Isabella West, founder of pioneering fashion rental platform Hirestreet, is aiming to bring open up rental solutions to fashion brands and retailers across the market with her new platform Zoa.

West, an Oxford economics graduate, blazed a trail with Hirestreet when she launched it three years ago, by bringing affordable rental options to a fashion-conscious consumer to encourage them to share rather than buy fast fashion.

Now, she is taking her know-how and rental technology – with optional integrated warehousing, fulfilment and dry-cleaning – and offering it up to others who want to join the rental revolution.

West says that the pandemic afforded her the opportunity to think about her business model, and while Hirestreet will continue, she felt it was the ideal time to introduce a new business model and she was inspired to help others put excess stock amassed during this time to good use.

"We were starting to see retailers dark-rooming stock and we were hearing all of those conversations about rethinking the seasons," she tells TheIndustry.fashion. "And one thing we kept hearing is that they were interested in doing more rental but they wanted to do it under their own brand; they wanted to own the customer."

West believes that the key way for rental to gain traction and scale in the market is for more and more brands take it on themselves. "We've got this technology, we've spent three years building it and we thought 'we could give this to other brands'," she says.

The product uploading process in Zoa

Zoa enables brands to buy into the platform in a flexible way. They can either take the rental technology and embed it into their platform and handle all the logistics themselves or they can opt for a more full-service offer, including warehousing, fulfilment, dry cleaning and reporting.

West says Zoa is an ideal solution for small to medium-sized brands to begin the rental journey but that it is equally suited to larger chains. "A large chain might use Zoa to utilise excess stock or they might create a small rental collection, or utilise samples or returned stock," West explains.
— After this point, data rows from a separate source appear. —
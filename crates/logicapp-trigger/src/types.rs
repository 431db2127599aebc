use logicapp_config::{Frequency, Weekday};
use serde::{Deserialize, Serialize};

use crate::number;

/// Value of the `type` key of every recurrence trigger document.
pub const RECURRENCE_TRIGGER_TYPE: &str = "Recurrence";

/// Error type for reading a fetched trigger document.
#[derive(Debug, thiserror::Error)]
pub enum DocumentError {
  /// The document has no `recurrence` key, or it is `null`.
  #[error("`recurrence` was nil")]
  MissingRecurrence,

  /// `recurrence` exists but is not a well-formed recurrence object.
  #[error("parsing `recurrence`: {message}")]
  InvalidRecurrence { message: String },
}

/// A recurrence trigger as stored in a workflow definition.
#[derive(Debug, Clone, PartialEq, Eq, Serialize, Deserialize)]
pub struct RecurrenceTrigger {
  #[serde(rename = "type")]
  pub trigger_type: String,

  pub recurrence: Recurrence,
}

impl RecurrenceTrigger {
  pub fn new(recurrence: Recurrence) -> Self {
    Self {
      trigger_type: RECURRENCE_TRIGGER_TYPE.to_string(),
      recurrence,
    }
  }

  /// Generic JSON form, as handed to a workflow client.
  pub fn to_value(&self) -> Result<serde_json::Value, serde_json::Error> {
    serde_json::to_value(self)
  }
}

#[derive(Debug, Clone, PartialEq, Eq, Serialize, Deserialize)]
#[serde(rename_all = "camelCase")]
pub struct Recurrence {
  pub frequency: Frequency,

  #[serde(deserialize_with = "number::integer")]
  pub interval: i64,

  #[serde(default, skip_serializing_if = "Option::is_none")]
  pub start_time: Option<String>,

  /// Never present without `start_time` in documents built by [`crate::expand`].
  #[serde(default, skip_serializing_if = "Option::is_none")]
  pub time_zone: Option<String>,

  #[serde(default, skip_serializing_if = "Option::is_none")]
  pub schedule: Option<RecurrenceSchedule>,
}

/// Wire form of a schedule. Keys with nothing to say are left out.
#[derive(Debug, Clone, Default, PartialEq, Eq, Serialize, Deserialize)]
#[serde(rename_all = "camelCase")]
pub struct RecurrenceSchedule {
  #[serde(
    default,
    skip_serializing_if = "Option::is_none",
    deserialize_with = "number::optional_integer_list"
  )]
  pub hours: Option<Vec<u32>>,

  #[serde(
    default,
    skip_serializing_if = "Option::is_none",
    deserialize_with = "number::optional_integer_list"
  )]
  pub minutes: Option<Vec<u32>>,

  #[serde(default, skip_serializing_if = "Option::is_none")]
  pub week_days: Option<Vec<Weekday>>,
}

#[cfg(test)]
mod tests {
  use super::*;
  use serde_json::json;

  #[test]
  fn test_interval_accepts_float() {
    let recurrence: Recurrence =
      serde_json::from_value(json!({"frequency": "Hour", "interval": 3.0})).unwrap();
    assert_eq!(recurrence.interval, 3);
  }

  #[test]
  fn test_interval_rejects_non_number() {
    let result =
      serde_json::from_value::<Recurrence>(json!({"frequency": "Hour", "interval": "3"}));
    assert!(result.is_err());
  }

  #[test]
  fn test_schedule_accepts_float_hours() {
    let schedule: RecurrenceSchedule =
      serde_json::from_value(json!({"hours": [9.0, 17], "minutes": [30]})).unwrap();
    assert_eq!(schedule.hours, Some(vec![9, 17]));
    assert_eq!(schedule.minutes, Some(vec![30]));
    assert_eq!(schedule.week_days, None);
  }

  #[test]
  fn test_schedule_ignores_unknown_keys() {
    let schedule: RecurrenceSchedule =
      serde_json::from_value(json!({"monthDays": [1, 15], "weekDays": ["Sunday"]})).unwrap();
    assert_eq!(schedule.week_days, Some(vec![Weekday::Sunday]));
    assert_eq!(schedule.hours, None);
  }

  #[test]
  fn test_serialize_uses_camel_case() {
    let trigger = RecurrenceTrigger::new(Recurrence {
      frequency: Frequency::Day,
      interval: 1,
      start_time: Some("2020-01-01T00:00:00Z".to_string()),
      time_zone: Some("UTC".to_string()),
      schedule: Some(RecurrenceSchedule {
        week_days: Some(vec![Weekday::Monday]),
        ..Default::default()
      }),
    });

    assert_eq!(
      trigger.to_value().unwrap(),
      json!({
        "type": "Recurrence",
        "recurrence": {
          "frequency": "Day",
          "interval": 1,
          "startTime": "2020-01-01T00:00:00Z",
          "timeZone": "UTC",
          "schedule": {"weekDays": ["Monday"]}
        }
      })
    );
  }
}
use std::fmt;
use std::str::FromStr;

use serde::{Deserialize, Serialize};

/// Returned when a string does not name a known enum value.
#[derive(Debug, Clone, PartialEq, Eq, thiserror::Error)]
#[error("expected {field} to be one of [{expected}], got {value:?}")]
pub struct ParseEnumError {
  pub field: &'static str,
  pub expected: String,
  pub value: String,
}

/// How often a recurrence trigger fires, in units of `interval`.
#[derive(Debug, Clone, Copy, PartialEq, Eq, Hash, PartialOrd, Ord, Serialize, Deserialize)]
pub enum Frequency {
  Month,
  Week,
  Day,
  Hour,
  Minute,
  Second,
}

impl Frequency {
  pub const ALL: [Frequency; 6] = [
    Frequency::Month,
    Frequency::Week,
    Frequency::Day,
    Frequency::Hour,
    Frequency::Minute,
    Frequency::Second,
  ];

  pub fn as_str(&self) -> &'static str {
    match self {
      Frequency::Month => "Month",
      Frequency::Week => "Week",
      Frequency::Day => "Day",
      Frequency::Hour => "Hour",
      Frequency::Minute => "Minute",
      Frequency::Second => "Second",
    }
  }
}

impl fmt::Display for Frequency {
  fn fmt(&self, f: &mut fmt::Formatter<'_>) -> fmt::Result {
    f.write_str(self.as_str())
  }
}

impl FromStr for Frequency {
  type Err = ParseEnumError;

  fn from_str(s: &str) -> Result<Self, Self::Err> {
    Self::ALL
      .into_iter()
      .find(|f| f.as_str() == s)
      .ok_or_else(|| ParseEnumError {
        field: "frequency",
        expected: join(Self::ALL.iter().map(Frequency::as_str)),
        value: s.to_string(),
      })
  }
}

/// Day of the week a scheduled recurrence fires on.
///
/// Ordering follows the week (Monday first), so sets of days sort naturally.
#[derive(Debug, Clone, Copy, PartialEq, Eq, Hash, PartialOrd, Ord, Serialize, Deserialize)]
pub enum Weekday {
  Monday,
  Tuesday,
  Wednesday,
  Thursday,
  Friday,
  Saturday,
  Sunday,
}

impl Weekday {
  pub const ALL: [Weekday; 7] = [
    Weekday::Monday,
    Weekday::Tuesday,
    Weekday::Wednesday,
    Weekday::Thursday,
    Weekday::Friday,
    Weekday::Saturday,
    Weekday::Sunday,
  ];

  pub fn as_str(&self) -> &'static str {
    match self {
      Weekday::Monday => "Monday",
      Weekday::Tuesday => "Tuesday",
      Weekday::Wednesday => "Wednesday",
      Weekday::Thursday => "Thursday",
      Weekday::Friday => "Friday",
      Weekday::Saturday => "Saturday",
      Weekday::Sunday => "Sunday",
    }
  }
}

impl fmt::Display for Weekday {
  fn fmt(&self, f: &mut fmt::Formatter<'_>) -> fmt::Result {
    f.write_str(self.as_str())
  }
}

impl FromStr for Weekday {
  type Err = ParseEnumError;

  fn from_str(s: &str) -> Result<Self, Self::Err> {
    Self::ALL
      .into_iter()
      .find(|d| d.as_str() == s)
      .ok_or_else(|| ParseEnumError {
        field: "on_these_days",
        expected: join(Self::ALL.iter().map(Weekday::as_str)),
        value: s.to_string(),
      })
  }
}

fn join<'a>(values: impl Iterator<Item = &'a str>) -> String {
  values.collect::<Vec<_>>().join(", ")
}
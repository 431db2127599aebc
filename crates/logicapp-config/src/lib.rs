//! Logicapp Config
//!
//! This crate contains the declarative configuration types for a Logic App
//! recurrence trigger. These types represent what the user asked for, before
//! they are expanded into the workflow trigger document sent to the remote API.
//!
//! Configuration can be loaded from:
//! - JSON files (via CLI with `trigger apply --config=trigger.json`)
//! - Persisted resource state (as JSON blobs)
//!
//! Every field is validated with [`RecurrenceTriggerConfig::validate`] before
//! any remote call is made.

mod enums;
mod resource_id;
mod schedule;
mod time_zone;
mod trigger;
mod validate;

pub use enums::{Frequency, ParseEnumError, Weekday};
pub use resource_id::{ResourceId, ResourceIdError, TriggerId};
pub use schedule::Schedule;
pub use time_zone::{TIME_ZONES, is_valid_time_zone};
pub use trigger::RecurrenceTriggerConfig;
pub use validate::{ValidationError, ValidationErrors};
use std::collections::HashMap;

use async_trait::async_trait;
use logicapp_config::TriggerId;
use tokio::sync::Mutex;
use tracing::debug;

use crate::{StoreError, Workflow, WorkflowClient, workflow_not_found};

type WorkflowKey = (String, String);

/// In-memory workflow store.
///
/// All workflows sit behind one mutex, which also serializes trigger writes.
pub struct MemoryWorkflowStore {
  subscription_id: String,
  workflows: Mutex<HashMap<WorkflowKey, Workflow>>,
}

impl MemoryWorkflowStore {
  pub fn new(subscription_id: impl Into<String>) -> Self {
    Self {
      subscription_id: subscription_id.into(),
      workflows: Mutex::new(HashMap::new()),
    }
  }

  fn key(resource_group: &str, name: &str) -> WorkflowKey {
    (resource_group.to_string(), name.to_string())
  }
}

#[async_trait]
impl WorkflowClient for MemoryWorkflowStore {
  fn subscription_id(&self) -> &str {
    &self.subscription_id
  }

  async fn put_workflow(&self, resource_group: &str, name: &str) -> Result<Workflow, StoreError> {
    let mut workflows = self.workflows.lock().await;
    let workflow = workflows
      .entry(Self::key(resource_group, name))
      .or_insert_with(|| Workflow::new(&self.subscription_id, resource_group, name));
    Ok(workflow.clone())
  }

  async fn get_workflow(
    &self,
    resource_group: &str,
    name: &str,
  ) -> Result<Option<Workflow>, StoreError> {
    let workflows = self.workflows.lock().await;
    Ok(workflows.get(&Self::key(resource_group, name)).cloned())
  }

  async fn upsert_trigger(
    &self,
    id: &TriggerId,
    document: serde_json::Value,
  ) -> Result<(), StoreError> {
    if !id.in_subscription(&self.subscription_id) {
      return Err(workflow_not_found(id));
    }

    let mut workflows = self.workflows.lock().await;
    let workflow = workflows
      .get_mut(&Self::key(&id.resource_group, &id.workflow_name))
      .ok_or_else(|| workflow_not_found(id))?;

    workflow.set_trigger(&id.trigger_name, document)?;
    debug!(trigger = %id.trigger_name, workflow = %id.workflow_name, "trigger written");
    Ok(())
  }

  async fn remove_trigger(&self, id: &TriggerId) -> Result<(), StoreError> {
    if !id.in_subscription(&self.subscription_id) {
      debug!(subscription = %id.subscription_id, "trigger belongs to another subscription");
      return Ok(());
    }

    let mut workflows = self.workflows.lock().await;
    let Some(workflow) = workflows.get_mut(&Self::key(&id.resource_group, &id.workflow_name))
    else {
      debug!(workflow = %id.workflow_name, "workflow already gone");
      return Ok(());
    };

    workflow.remove_trigger(&id.trigger_name)?;
    Ok(())
  }
}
At present the Zoa solution would enable brands to offer a rental solution on a separate website (on an item's page a rental option could be offered but when selected would take the customer to a different website, or the rental offer could be completely standalone), but West is working towards creating "headless" technology to enable seamless integration into a brand's own e-commerce site, which will be available soon.

Isabella West

Zoa is in discussions with numerous online retailers and well-known brand names about adopting the model – many of whom are looking to monetise excess stock – even though it may compete with her own hire business, Hirestreet.

"Rental is a much more profitable route for excess stock which can end up just being sold off for weight. It's heartwrenching to think of the potential waste. I know that in [launching Zoa] I might be cannibalising Hirestreet's own sales but we need to change," she said.

Brands offering their own rental services will also be able to target a ready-made customer base, as opposed to third-party rental sites who have to work hard to acquire new customers, says West. Rental also offers consumers a chance to try items that might be too expensive to buy or experience a new brand, at low risk, to test the style and fit. Renters can also be converted to purchasers of new product.

As stores begin to reopen and consumers begin to think of ways to refresh their wardrobes having spent a year in leisurewear, West believes now is a good time for brands to join the rental space and that Zoa could provide a speedy and proven route to market. "We wanted to create the Shopify of sharing," she says.

Find out more at www.zoarental.com.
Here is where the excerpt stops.